沖縄県の米軍普天間飛行場の名護市辺野古移設に反対する市民団体「ヘリ基地反対協議会」は、2026年7月12日から15日にかけて、計約2000件の迷惑メールが送りつけられたと明らかにした。同協議会は、辺野古沖で女子高校生ら2人が死亡する転覆事故が起きた船の運航団体であり、今回の迷惑メールを受け、警察への通報を検討している。
迷惑メールの手口と内容
協議会によると、迷惑メールはウェブサイトの問い合わせフォームの自動返信機能を悪用したものだ。何者かが複数の別団体の問い合わせフォームに、返信先を協議会のメールアドレスに設定して記入。
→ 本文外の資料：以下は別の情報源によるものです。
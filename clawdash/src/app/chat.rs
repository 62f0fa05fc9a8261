use super::*;

impl App {
    // ========== Chat Tab ==========

    /// Handle keyboard input in the chat tab. Printable keys go to the input.
    pub(super) fn handle_chat_key(&mut self, key: KeyEvent) -> Vec<Command> {
        let ctrl = key.modifiers.contains(KeyModifiers::CONTROL);
        match key.code {
            KeyCode::Char('y') if ctrl => self.answer_approval(ApprovalDecision::Approve),
            KeyCode::Char('a') if ctrl => self.answer_approval(ApprovalDecision::Always),
            KeyCode::Char('n') if ctrl => self.answer_approval(ApprovalDecision::Deny),
            KeyCode::Char('u') if ctrl => {
                self.chat_input.clear();
                Vec::new()
            }
            KeyCode::Char(c) if !ctrl => {
                self.chat_input.push(c);
                Vec::new()
            }
            KeyCode::Backspace => {
                self.chat_input.pop();
                Vec::new()
            }
            KeyCode::Enter => self.submit_chat_input(),
            KeyCode::Up => {
                self.chat_scroll = self.chat_scroll.saturating_add(1);
                Vec::new()
            }
            KeyCode::Down => {
                self.chat_scroll = self.chat_scroll.saturating_sub(1);
                Vec::new()
            }
            KeyCode::PageUp => {
                self.chat_scroll = self.chat_scroll.saturating_add(10);
                Vec::new()
            }
            KeyCode::PageDown => {
                self.chat_scroll = self.chat_scroll.saturating_sub(10);
                Vec::new()
            }
            KeyCode::End => {
                self.chat_scroll = 0;
                Vec::new()
            }
            _ => Vec::new(),
        }
    }

    /// Send the composed text. The input is kept if it was blank.
    fn submit_chat_input(&mut self) -> Vec<Command> {
        match self.dashboard.send_user_message(&self.chat_input) {
            Some(command) => {
                self.chat_input.clear();
                self.chat_scroll = 0;
                vec![command]
            }
            None => Vec::new(),
        }
    }

    fn answer_approval(&mut self, decision: ApprovalDecision) -> Vec<Command> {
        match self.dashboard.respond_to_approval(decision) {
            Some(command) => {
                tracing::info!(decision = decision.as_message(), "Answered approval request");
                vec![command]
            }
            None => Vec::new(),
        }
    }
}
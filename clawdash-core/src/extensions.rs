//! Extensions panel state

use crate::command::{Command, ExtensionAction};
use crate::types::{ActionResponse, ExtensionInfo, ToolInfo};

#[derive(Debug, Default)]
pub struct ExtensionsPanel {
    extensions: Vec<ExtensionInfo>,
    tools: Vec<ToolInfo>,
    loaded: bool,
}

impl ExtensionsPanel {
    pub fn new() -> Self {
        Self::default()
    }

    pub fn extensions(&self) -> &[ExtensionInfo] {
        &self.extensions
    }

    pub fn tools(&self) -> &[ToolInfo] {
        &self.tools
    }

    pub fn is_loaded(&self) -> bool {
        self.loaded
    }

    pub fn refresh(&self) -> Command {
        Command::LoadExtensions
    }

    pub fn request(&self, action: ExtensionAction, name: &str) -> Command {
        Command::ExtensionAction {
            action,
            name: name.to_string(),
        }
    }

    pub fn apply_loaded(&mut self, extensions: Vec<ExtensionInfo>, tools: Vec<ToolInfo>) {
        self.extensions = extensions;
        self.tools = tools;
        self.loaded = true;
    }
}

/// Message to surface for an activate/remove outcome, if it failed.
pub fn action_failure(
    action: ExtensionAction,
    result: &Result<ActionResponse, String>,
) -> Option<String> {
    match result {
        Ok(response) if response.success => None,
        Ok(response) => Some(format!("{} failed: {}", action.label(), response.message)),
        Err(error) => Some(format!("{} failed: {}", action.label(), error)),
    }
}
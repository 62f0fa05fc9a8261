use std::fs;
use std::path::PathBuf;
use std::process::{Command, Output};
use tempfile::TempDir;

struct CliTestEnv {
    _temp_dir: TempDir,
    home: PathBuf,
    xdg_config: PathBuf,
    xdg_state: PathBuf,
}

impl CliTestEnv {
    fn new() -> Self {
        let temp_dir = TempDir::new().expect("failed to create temp dir");
        let base = temp_dir.path().to_path_buf();
        let home = base.join("home");
        let xdg_config = base.join("xdg-config");
        let xdg_state = base.join("xdg-state");

        fs::create_dir_all(&home).expect("failed to create HOME");
        fs::create_dir_all(&xdg_config).expect("failed to create XDG_CONFIG_HOME");
        fs::create_dir_all(&xdg_state).expect("failed to create XDG_STATE_HOME");

        Self {
            _temp_dir: temp_dir,
            home,
            xdg_config,
            xdg_state,
        }
    }

    fn write_config(&self, body: &str) -> PathBuf {
        let path = self.xdg_config.join("clawdash/config.toml");
        fs::create_dir_all(path.parent().expect("missing config parent"))
            .expect("failed to create config dir");
        fs::write(&path, body).expect("failed to write config");
        path
    }
}

fn run_bin(env: &CliTestEnv, args: &[&str]) -> Output {
    let bin_path = PathBuf::from(assert_cmd::cargo::cargo_bin!("clawdash"));

    Command::new(bin_path)
        .args(args)
        .env("HOME", &env.home)
        .env("XDG_CONFIG_HOME", &env.xdg_config)
        .env("XDG_STATE_HOME", &env.xdg_state)
        .env_remove("CLAWDASH_TOKEN")
        .env_remove("RUST_LOG")
        .output()
        .unwrap_or_else(|e| panic!("failed to execute clawdash: {e}"))
}

#[test]
fn help_lists_connection_flags() {
    let env = CliTestEnv::new();
    let output = run_bin(&env, &["--help"]);
    assert!(output.status.success());

    let stdout = String::from_utf8_lossy(&output.stdout);
    assert!(stdout.contains("--url"));
    assert!(stdout.contains("--token"));
    assert!(stdout.contains("--config"));
}

#[test]
fn missing_token_fails_before_touching_terminal() {
    let env = CliTestEnv::new();
    let output = run_bin(&env, &[]);
    assert!(!output.status.success());

    let stderr = String::from_utf8_lossy(&output.stderr);
    assert!(
        stderr.contains("Token required"),
        "expected token error, got:\n{stderr}"
    );
}

#[test]
fn blank_config_token_counts_as_missing() {
    let env = CliTestEnv::new();
    env.write_config("[gateway]\ntoken = \"   \"\n");
    let output = run_bin(&env, &[]);
    assert!(!output.status.success());
    assert!(String::from_utf8_lossy(&output.stderr).contains("Token required"));
}

#[test]
fn invalid_url_is_rejected() {
    let env = CliTestEnv::new();
    let output = run_bin(&env, &["--url", "ftp://gateway", "--token", "t"]);
    assert!(!output.status.success());

    let stderr = String::from_utf8_lossy(&output.stderr);
    assert!(stderr.contains("gateway.url"), "got:\n{stderr}");
}

#[test]
fn alternate_config_file_is_validated() {
    let env = CliTestEnv::new();
    let path = env.xdg_config.join("other.toml");
    fs::write(&path, "[logs]\ncapacity = 0\n").expect("failed to write config");

    let output = run_bin(&env, &["--config", path.to_str().expect("utf-8 path")]);
    assert!(!output.status.success());
    assert!(String::from_utf8_lossy(&output.stderr).contains("logs.capacity"));
}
その結果、協議会に「受理を知らせる」自動返信メールが大量に届く仕組みだった。フォームの文面は、事故とは無関係の内容だったという。
被害規模と今後の対応
12日から15日のわずか4日間で約2000件ものメールが届き、協議会の業務に支障をきたしている。協議会は「悪質な嫌がらせ行為であり、看過できない」として、警察への通報を視野に入れている。現時点で送信者の特定には至っていないが、協議会はウェブサイトの問い合わせフォームを一時的に停止するなど、対策を進めている。
背景:辺野古沖転覆事故
この迷惑メール攻撃は、辺野古沖で発生した転覆事故の直後に行われた。同事故では、協議会が運航する船が転覆し、女子高校生ら2人が死亡する痛ましい事態となった。協議会は事故の原因究明や再発防止に取り組む一方、今回の迷惑メールにより、さらなる混乱に見舞われている。